#### The problem
Set every record down again, exactly and completely.

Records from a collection
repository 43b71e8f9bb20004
/// Keyboard input understood by a selection session.
///
/// The windowing layer maps physical keys onto this alphabet; anything it
/// does not recognize arrives as `Other`.
#[derive(Debug, Clone, Copy, PartialEq, Eq)]
pub enum SelectionKey {
    /// Move the cursor one item back, wrapping around.
    Left,
    /// Move the cursor one item forward, wrapping around.
    Right,
    /// Confirm the highlighted item (Return).
    Commit,
    /// Abandon the switcher (Escape).
    Cancel,
    /// Any other key.
    Other,
}

/// Whether a key event was consumed.
#[derive(Debug, Clone, Copy, PartialEq, Eq)]
pub enum KeyDisposition {
    /// The key changed state or fired a callback.
    Handled,
    /// The key had no effect.
    Ignored,
}
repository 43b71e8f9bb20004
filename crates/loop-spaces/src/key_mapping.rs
use loop_spaces_core::SelectionKey;
use tao::keyboard::KeyCode;

/// Map a physical key pressed in the switcher to a selection key.
pub fn selection_key(code: KeyCode) -> SelectionKey {
    match code {
        KeyCode::ArrowLeft => SelectionKey::Left,
        KeyCode::ArrowRight => SelectionKey::Right,
        KeyCode::Enter | KeyCode::NumpadEnter => SelectionKey::Commit,
        KeyCode::Escape => SelectionKey::Cancel,
        _ => SelectionKey::Other,
    }
}
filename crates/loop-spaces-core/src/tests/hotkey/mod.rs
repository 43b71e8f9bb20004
mod registry;
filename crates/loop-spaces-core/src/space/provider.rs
use crate::{SelectableItem, SpaceError, SpaceResult};

use std::panic::Location;

use error_location::ErrorLocation;
use tracing::{debug, info, instrument};

/// Source of the spaces offered by the switcher.
///
/// `list_items` is called synchronously right before every presentation.
/// `activate` is the external "switch" action fired after a commit.
pub trait SpaceProvider {
    /// Refresh and return the ordered list of spaces.
    fn list_items(&mut self) -> Vec<SelectableItem>;

    /// Make the space with `id` the active one.
    fn activate(&mut self, id: u32) -> SpaceResult<()>;
}

/// In-memory provider with a fixed number of synthetic spaces.
///
/// Spaces are numbered from 1 and space 1 starts out active. Stands in for
/// the platform integration that enumerates real desktops.
#[derive(Debug, Clone)]
pub struct InMemorySpaceProvider {
    count: u32,
    active_id: u32,
}

impl InMemorySpaceProvider {
    /// Create a provider offering `count` spaces.
    pub fn new(count: u32) -> Self {
        Self {
            count,
            active_id: 1,
        }
    }

    /// Id of the space currently marked active.
    pub fn active_id(&self) -> u32 {
        self.active_id
    }
}

impl SpaceProvider for InMemorySpaceProvider {
    fn list_items(&mut self) -> Vec<SelectableItem> {
        let items: Vec<SelectableItem> = (1..=self.count)
            .map(|id| SelectableItem::new(id, id == self.active_id))
            .collect();

        debug!(count = items.len(), active_id = self.active_id, "Spaces refreshed");

        items
    }

    #[track_caller]
    #[instrument(skip(self))]
    fn activate(&mut self, id: u32) -> SpaceResult<()> {
        if id == 0 || id > self.count {
            return Err(SpaceError::UnknownSpace {
                id,
                location: ErrorLocation::from(Location::caller()),
            });
        }

        self.active_id = id;
        info!(space_id = id, "Switched space");

        Ok(())
    }
}
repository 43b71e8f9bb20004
//! tao window backing the switcher overlay.
//!
//! The window is created hidden, borderless and always on top, and joins
//! every workspace so it appears over whichever space is current.

use crate::{UserEvent, config::SwitcherConfig};

use loop_spaces_core::{
    DisplayBounds, PresentationSurface, SWITCHER_TITLE, SurfaceFactory, SurfaceOrigin, SurfaceSize,
    SwitcherFrame,
};
use tao::{
    dpi::{LogicalSize, PhysicalPosition},
    event_loop::EventLoopWindowTarget,
    window::{Window, WindowBuilder, WindowId},
};
use tracing::debug;

/// Switcher panel as a tao window.
pub struct OverlayWindow {
    window: Window,
}

impl OverlayWindow {
    /// Window id, used to route window events to the switcher.
    pub fn id(&self) -> WindowId {
        self.window.id()
    }
}

impl PresentationSurface for OverlayWindow {
    fn primary_display(&self) -> Option<DisplayBounds> {
        self.window.primary_monitor().map(|monitor| {
            let position = monitor.position();
            let size = monitor.size();
            DisplayBounds {
                x: position.x,
                y: position.y,
                width: size.width,
                height: size.height,
            }
        })
    }

    fn size(&self) -> SurfaceSize {
        let size = self.window.outer_size();
        SurfaceSize {
            width: size.width,
            height: size.height,
        }
    }

    fn move_to(&mut self, origin: SurfaceOrigin) {
        self.window
            .set_outer_position(PhysicalPosition::new(origin.x, origin.y));
    }

    fn present(&mut self, frame: &SwitcherFrame) {
        let summary = frame.summary();
        debug!(frame = %summary, hints = frame.hints, "Presenting switcher frame");
        self.window.set_title(&summary);
    }

    /// On macOS `set_focus` activates the whole app. tao has no
    /// non-activating panel that only becomes key, so this is as close as
    /// it gets.
    fn show(&mut self) {
        self.window.set_visible(true);
        self.window.set_focus();
    }

    fn hide(&mut self) {
        self.window.set_visible(false);
    }
}

/// Creates the overlay window on the event loop that is currently running.
pub struct OverlayWindowFactory<'a> {
    target: &'a EventLoopWindowTarget<UserEvent>,
    config: &'a SwitcherConfig,
}

impl<'a> OverlayWindowFactory<'a> {
    /// Factory bound to `target`, sized from `config`.
    pub fn new(target: &'a EventLoopWindowTarget<UserEvent>, config: &'a SwitcherConfig) -> Self {
        Self { target, config }
    }
}

impl SurfaceFactory for OverlayWindowFactory<'_> {
    type Surface = OverlayWindow;

    fn create_surface(&self) -> Result<OverlayWindow, String> {
        let window = WindowBuilder::new()
            .with_title(SWITCHER_TITLE)
            .with_inner_size(LogicalSize::new(
                f64::from(self.config.width),
                f64::from(self.config.height),
            ))
            .with_decorations(false)
            .with_resizable(false)
            .with_always_on_top(true)
            .with_visible_on_all_workspaces(true)
            .with_visible(false)
            .with_focused(false)
            .build(self.target)
            .map_err(|e| format!("Failed to build overlay window: {}", e))?;

        debug!(
            width = self.config.width,
            height = self.config.height,
            "Overlay window created"
        );

        Ok(OverlayWindow { window })
    }
}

#### Answer below
repository 43b71e8f9bb20004
/// Keyboard input understood by a selection session.
///
/// The windowing layer maps physical keys onto this alphabet; anything it
/// does not recognize arrives as `Other`.
#[derive(Debug, Clone, Copy, PartialEq, Eq)]
pub enum SelectionKey {
    /// Move the cursor one item back, wrapping around.
    Left,
    /// Move the cursor one item forward, wrapping around.
    Right,
    /// Confirm the highlighted item (Return).
    Commit,
    /// Abandon the switcher (Escape).
    Cancel,
    /// Any other key.
    Other,
}

/// Whether a key event was consumed.
#[derive(Debug, Clone, Copy, PartialEq, Eq)]
pub enum KeyDisposition {
    /// The key changed state or fired a callback.
    Handled,
    /// The key had no effect.
    Ignored,
}
repository 43b71e8f9bb20004
filename crates/loop-spaces/src/key_mapping.rs
use loop_spaces_core::SelectionKey;
use tao::keyboard::KeyCode;

/// Map a physical key pressed in the switcher to a selection key.
pub fn selection_key(code: KeyCode) -> SelectionKey {
    match code {
        KeyCode::ArrowLeft => SelectionKey::Left,
        KeyCode::ArrowRight => SelectionKey::Right,
        KeyCode::Enter | KeyCode::NumpadEnter => SelectionKey::Commit,
        KeyCode::Escape => SelectionKey::Cancel,
        _ => SelectionKey::Other,
    }
}
filename crates/loop-spaces-core/src/tests/hotkey/mod.rs
repository 43b71e8f9bb20004
mod registry;
filename crates/loop-spaces-core/src/space/provider.rs
use crate::{SelectableItem, SpaceError, SpaceResult};

use std::panic::Location;

use error_location::ErrorLocation;
use tracing::{debug, info, instrument};

/// Source of the spaces offered by the switcher.
///
/// `list_items` is called synchronously right before every presentation.
/// `activate` is the external "switch" action fired after a commit.
pub trait SpaceProvider {
    /// Refresh and return the ordered list of spaces.
    fn list_items(&mut self) -> Vec<SelectableItem>;

    /// Make the space with `id` the active one.
    fn activate(&mut self, id: u32) -> SpaceResult<()>;
}

/// In-memory provider with a fixed number of synthetic spaces.
///
/// Spaces are numbered from 1 and space 1 starts out active. Stands in for
/// the platform integration that enumerates real desktops.
#[derive(Debug, Clone)]
pub struct InMemorySpaceProvider {
    count: u32,
    active_id: u32,
}

impl InMemorySpaceProvider {
    /// Create a provider offering `count` spaces.
    pub fn new(count: u32) -> Self {
        Self {
            count,
            active_id: 1,
        }
    }

    /// Id of the space currently marked active.
    pub fn active_id(&self) -> u32 {
        self.active_id
    }
}

impl SpaceProvider for InMemorySpaceProvider {
    fn list_items(&mut self) -> Vec<SelectableItem> {
        let items: Vec<SelectableItem> = (1..=self.count)
            .map(|id| SelectableItem::new(id, id == self.active_id))
            .collect();

        debug!(count = items.len(), active_id = self.active_id, "Spaces refreshed");

        items
    }

    #[track_caller]
    #[instrument(skip(self))]
    fn activate(&mut self, id: u32) -> SpaceResult<()> {
        if id == 0 || id > self.count {
            return Err(SpaceError::UnknownSpace {
                id,
                location: ErrorLocation::from(Location::caller()),
            });
        }

        self.active_id = id;
        info!(space_id = id, "Switched space");

        Ok(())
    }
}
repository 43b71e8f9bb20004
//! tao window backing the switcher overlay.
//!
//! The window is created hidden, borderless and always on top, and joins
//! every workspace so it appears over whichever space is current.

use crate::{UserEvent, config::SwitcherConfig};

use loop_spaces_core::{
    DisplayBounds, PresentationSurface, SWITCHER_TITLE, SurfaceFactory, SurfaceOrigin, SurfaceSize,
    SwitcherFrame,
};
use tao::{
    dpi::{LogicalSize, PhysicalPosition},
    event_loop::EventLoopWindowTarget,
    window::{Window, WindowBuilder, WindowId},
};
use tracing::debug;

/// Switcher panel as a tao window.
pub struct OverlayWindow {
    window: Window,
}

impl OverlayWindow {
    /// Window id, used to route window events to the switcher.
    pub fn id(&self) -> WindowId {
        self.window.id()
    }
}

impl PresentationSurface for OverlayWindow {
    fn primary_display(&self) -> Option<DisplayBounds> {
        self.window.primary_monitor().map(|monitor| {
            let position = monitor.position();
            let size = monitor.size();
            DisplayBounds {
                x: position.x,
                y: position.y,
                width: size.width,
                height: size.height,
            }
        })
    }

    fn size(&self) -> SurfaceSize {
        let size = self.window.outer_size();
        SurfaceSize {
            width: size.width,
            height: size.height,
        }
    }

    fn move_to(&mut self, origin: SurfaceOrigin) {
        self.window
            .set_outer_position(PhysicalPosition::new(origin.x, origin.y));
    }

    fn present(&mut self, frame: &SwitcherFrame) {
        let summary = frame.summary();
        debug!(frame = %summary, hints = frame.hints, "Presenting switcher frame");
        self.window.set_title(&summary);
    }

    /// On macOS `set_focus` activates the whole app. tao has no
    /// non-activating panel that only becomes key, so this is as close as
    /// it gets.
    fn show(&mut self) {
        self.window.set_visible(true);
        self.window.set_focus();
    }

    fn hide(&mut self) {
        self.window.set_visible(false);
    }
}

/// Creates the overlay window on the event loop that is currently running.
pub struct OverlayWindowFactory<'a> {
    target: &'a EventLoopWindowTarget<UserEvent>,
    config: &'a SwitcherConfig,
}

impl<'a> OverlayWindowFactory<'a> {
    /// Factory bound to `target`, sized from `config`.
    pub fn new(target: &'a EventLoopWindowTarget<UserEvent>, config: &'a SwitcherConfig) -> Self {
        Self { target, config }
    }
}

impl SurfaceFactory for OverlayWindowFactory<'_> {
    type Surface = OverlayWindow;

    fn create_surface(&self) -> Result<OverlayWindow, String> {
        let window = WindowBuilder::new()
            .with_title(SWITCHER_TITLE)
            .with_inner_size(LogicalSize::new(
                f64::from(self.config.width),
                f64::from(self.config.height),
            ))
            .with_decorations(false)
            .with_resizable(false)
            .with_always_on_top(true)
            .with_visible_on_all_workspaces(true)
            .with_visible(false)
            .with_focused(false)
            .build(self.target)
            .map_err(|e| format!("Failed to build overlay window: {}", e))?;

        debug!(
            width = self.config.width,
            height = self.config.height,
            "Overlay window created"
        );

        Ok(OverlayWindow { window })
    }
}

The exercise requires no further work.